EXERCISE ▸ Please restate the material below word for word, from the first line through the one that contains "a line category", inclusive.

DATASET EXCERPTS ▸
++++++++++++++++++++
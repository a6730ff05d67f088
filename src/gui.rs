//! GUI rendering components for the CloudGrab downloader front-end
//!
//! This module contains all the UI rendering methods and the eframe entry point.

use eframe::egui;
use rfd::FileDialog;
use crate::{
    config::{APP_VERSION, TOOL_ENV_VAR},
    data_structures::{CloudGrab, DownloadKind, LineCategory},
    info, debug,
};

const ACCENT: egui::Color32 = egui::Color32::from_rgb(255, 85, 0); // #ff5500
const SUBTLE: egui::Color32 = egui::Color32::from_rgb(170, 170, 170); // #aaaaaa
const LOG_BG: egui::Color32 = egui::Color32::from_rgb(61, 61, 61); // #3d3d3d

/// Log text color for a line category
pub fn category_color(category: LineCategory) -> Option<egui::Color32> {
    match category {
        LineCategory::Error => Some(egui::Color32::from_rgb(255, 68, 68)), // #ff4444
        LineCategory::Success => Some(egui::Color32::from_rgb(68, 255, 68)), // #44ff44
        LineCategory::Info => Some(egui::Color32::from_rgb(68, 136, 255)), // #4488ff
        LineCategory::Warning => Some(egui::Color32::from_rgb(255, 170, 0)), // #ffaa00
        LineCategory::Plain => None,
    }
}

impl CloudGrab {
    /// Render the application header
    pub fn render_header(&self, ui: &mut egui::Ui) {
        ui.label(egui::RichText::new(format!("🎵 CloudGrab v{}", APP_VERSION)).color(ACCENT).size(24.0).strong());
        ui.label(egui::RichText::new("Download your favorite tracks and playlists").color(SUBTLE).small());
        ui.add_space(10.0);
    }

    /// Render the download kind radio buttons
    pub fn render_kind_selection(&mut self, ui: &mut egui::Ui) {
        ui.group(|ui| {
            ui.label(egui::RichText::new("Download Type").color(ACCENT).strong());
            ui.horizontal(|ui| {
                let mut changed = false;
                for kind in DownloadKind::ALL {
                    changed |= ui.radio_value(&mut self.form.kind, kind, kind.label()).changed();
                }
                if changed {
                    info!("(Download Type) changed to: {}", self.form.kind.as_str());
                    self.save_current_settings();
                }
            });
        });
    }

    /// Render the URL input; the hint follows the selected kind
    pub fn render_url_input(&mut self, ui: &mut egui::Ui) {
        ui.label("SoundCloud URL");
        ui.add(
            egui::TextEdit::singleline(&mut self.form.url)
                .hint_text(self.form.kind.placeholder())
                .desired_width(f32::INFINITY),
        );
    }

    /// Render folder selection interface
    pub fn render_folder_selection(&mut self, ui: &mut egui::Ui) {
        ui.label("Download Folder");
        ui.horizontal(|ui| {
            let browse = ui.button("📁 Browse");
            let folder_response = ui.add(
                egui::TextEdit::singleline(&mut self.form.folder).desired_width(ui.available_width()),
            );
            if folder_response.changed() {
                self.folder_edited();
            }
            if browse.clicked() {
                let mut dialog = FileDialog::new();
                if self.form.folder.trim().is_empty() {
                    debug!("Browsing without a starting folder");
                } else {
                    dialog = dialog.set_directory(self.form.folder.trim());
                }
                if let Some(folder) = dialog.pick_folder() {
                    self.set_download_folder(folder);
                }
            }
        });
    }

    /// Render the four download option checkboxes
    pub fn render_options(&mut self, ui: &mut egui::Ui) {
        ui.group(|ui| {
            ui.label(egui::RichText::new("Download Options").color(ACCENT).strong());
            let mut changed = false;
            egui::Grid::new("download_options").num_columns(2).spacing([40.0, 6.0]).show(ui, |ui| {
                changed |= ui.checkbox(&mut self.form.convert_to_mp3, "Convert to MP3").changed();
                changed |= ui.checkbox(&mut self.form.continue_on_error, "Continue on error").changed();
                ui.end_row();
                changed |= ui.checkbox(&mut self.form.overwrite_existing, "Overwrite existing files").changed();
                changed |= ui.checkbox(&mut self.form.attach_metadata, "Add metadata tags").changed();
                ui.end_row();
            });
            if changed {
                info!("Options changed: mp3={}, continue={}, overwrite={}, metadata={}",
                      self.form.convert_to_mp3, self.form.continue_on_error,
                      self.form.overwrite_existing, self.form.attach_metadata);
                self.save_current_settings();
            }
        });
    }

    /// Render the optional scdl location override
    pub fn render_tool_path(&mut self, ui: &mut egui::Ui) {
        ui.horizontal(|ui| {
            ui.label("scdl path:");
            let response = ui
                .add(
                    egui::TextEdit::singleline(&mut self.tool_path)
                        .hint_text("found on PATH")
                        .desired_width(ui.available_width()),
                )
                .on_hover_text(format!("Leave empty to use {} or search PATH", TOOL_ENV_VAR));
            if response.changed() {
                self.tool_path_edited();
            }
        });
    }

    /// Render the download button, disabled while a run is active
    pub fn render_download_button(&mut self, ui: &mut egui::Ui) {
        ui.vertical_centered(|ui| {
            let button = egui::Button::new(egui::RichText::new(self.download_button_text()).strong().size(16.0))
                .fill(ACCENT)
                .min_size(egui::vec2(160.0, 36.0));
            if ui.add_enabled(!self.is_downloading(), button).clicked() {
                info!("User clicked Download");
                self.start_download();
            }
        });
    }

    /// Render the colored output log
    pub fn render_log(&self, ui: &mut egui::Ui) {
        ui.label("Output Log");
        egui::Frame::none()
            .fill(LOG_BG)
            .inner_margin(egui::Margin::same(10.0))
            .show(ui, |ui| {
                egui::ScrollArea::vertical()
                    .auto_shrink([false, false])
                    .max_height((ui.available_height() - 40.0).max(120.0))
                    .stick_to_bottom(true)
                    .show(ui, |ui| {
                        for line in self.get_log_lines() {
                            let mut text = egui::RichText::new(&line.text).monospace();
                            if let Some(color) = category_color(line.category) {
                                text = text.color(color);
                            }
                            ui.add(egui::Label::new(text).wrap(true));
                        }
                    });
            });
    }

    /// Render the bottom row: open folder button and status
    pub fn render_footer(&mut self, ui: &mut egui::Ui) {
        ui.horizontal(|ui| {
            if ui.button("📂 Open Download Folder").clicked() {
                self.open_download_folder();
            }
            let status_color = match self.get_last_outcome() {
                Some(outcome) if outcome.is_success() => category_color(LineCategory::Success),
                Some(_) if !self.is_downloading() => category_color(LineCategory::Error),
                _ => None,
            };
            let mut status = egui::RichText::new(self.get_status());
            if let Some(color) = status_color {
                status = status.color(color);
            }
            ui.label(status);
            if self.is_downloading() {
                ui.spinner();
            }
        });
    }

    /// Render a modal-style warning, if one is pending
    pub fn render_warning(&mut self, ctx: &egui::Context) {
        let Some(message) = self.warning.clone() else {
            return;
        };
        egui::Window::new("Warning")
            .collapsible(false)
            .resizable(false)
            .anchor(egui::Align2::CENTER_CENTER, [0.0, 0.0])
            .show(ctx, |ui| {
                ui.label(message);
                ui.add_space(8.0);
                if ui.button("OK").clicked() {
                    self.take_warning();
                }
            });
    }
}

impl eframe::App for CloudGrab {
    fn update(&mut self, ctx: &egui::Context, _frame: &mut eframe::Frame) {
        self.poll_run_events();

        egui::CentralPanel::default().show(ctx, |ui| {
            self.render_header(ui);
            self.render_kind_selection(ui);
            ui.add_space(8.0);
            self.render_url_input(ui);
            ui.add_space(8.0);
            self.render_folder_selection(ui);
            ui.add_space(8.0);
            self.render_options(ui);
            ui.add_space(4.0);
            self.render_tool_path(ui);
            ui.add_space(8.0);
            self.render_download_button(ui);
            ui.separator();
            self.render_log(ui);
            ui.add_space(5.0);
            self.render_footer(ui);
        });

        self.render_warning(ctx);

        if self.is_downloading() {
            // Keep draining worker output while a run is active
            ctx.request_repaint_after(std::time::Duration::from_millis(50));
        }
    }

    fn on_exit(&mut self, _gl: Option<&eframe::glow::Context>) {
        self.save_current_settings();
        if self.is_downloading() {
            info!("Application closed while a download was running");
        }
        info!("Application closed by user");
        info!("");
        info!("---------------------------------------------------------------");
        info!("");
    }
}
++++++++++++++++++++
WRITTEN ANSWER ▸
repository a6730ff05d67f088
filename src/gui.rs
//! GUI rendering components for the CloudGrab downloader front-end
//!
//! This module contains all the UI rendering methods and the eframe entry point.

use eframe::egui;
use rfd::FileDialog;
use crate::{
    config::{APP_VERSION, TOOL_ENV_VAR},
    data_structures::{CloudGrab, DownloadKind, LineCategory},
    info, debug,
};

const ACCENT: egui::Color32 = egui::Color32::from_rgb(255, 85, 0); // #ff5500
const SUBTLE: egui::Color32 = egui::Color32::from_rgb(170, 170, 170); // #aaaaaa
const LOG_BG: egui::Color32 = egui::Color32::from_rgb(61, 61, 61); // #3d3d3d

/// Log text color for a line category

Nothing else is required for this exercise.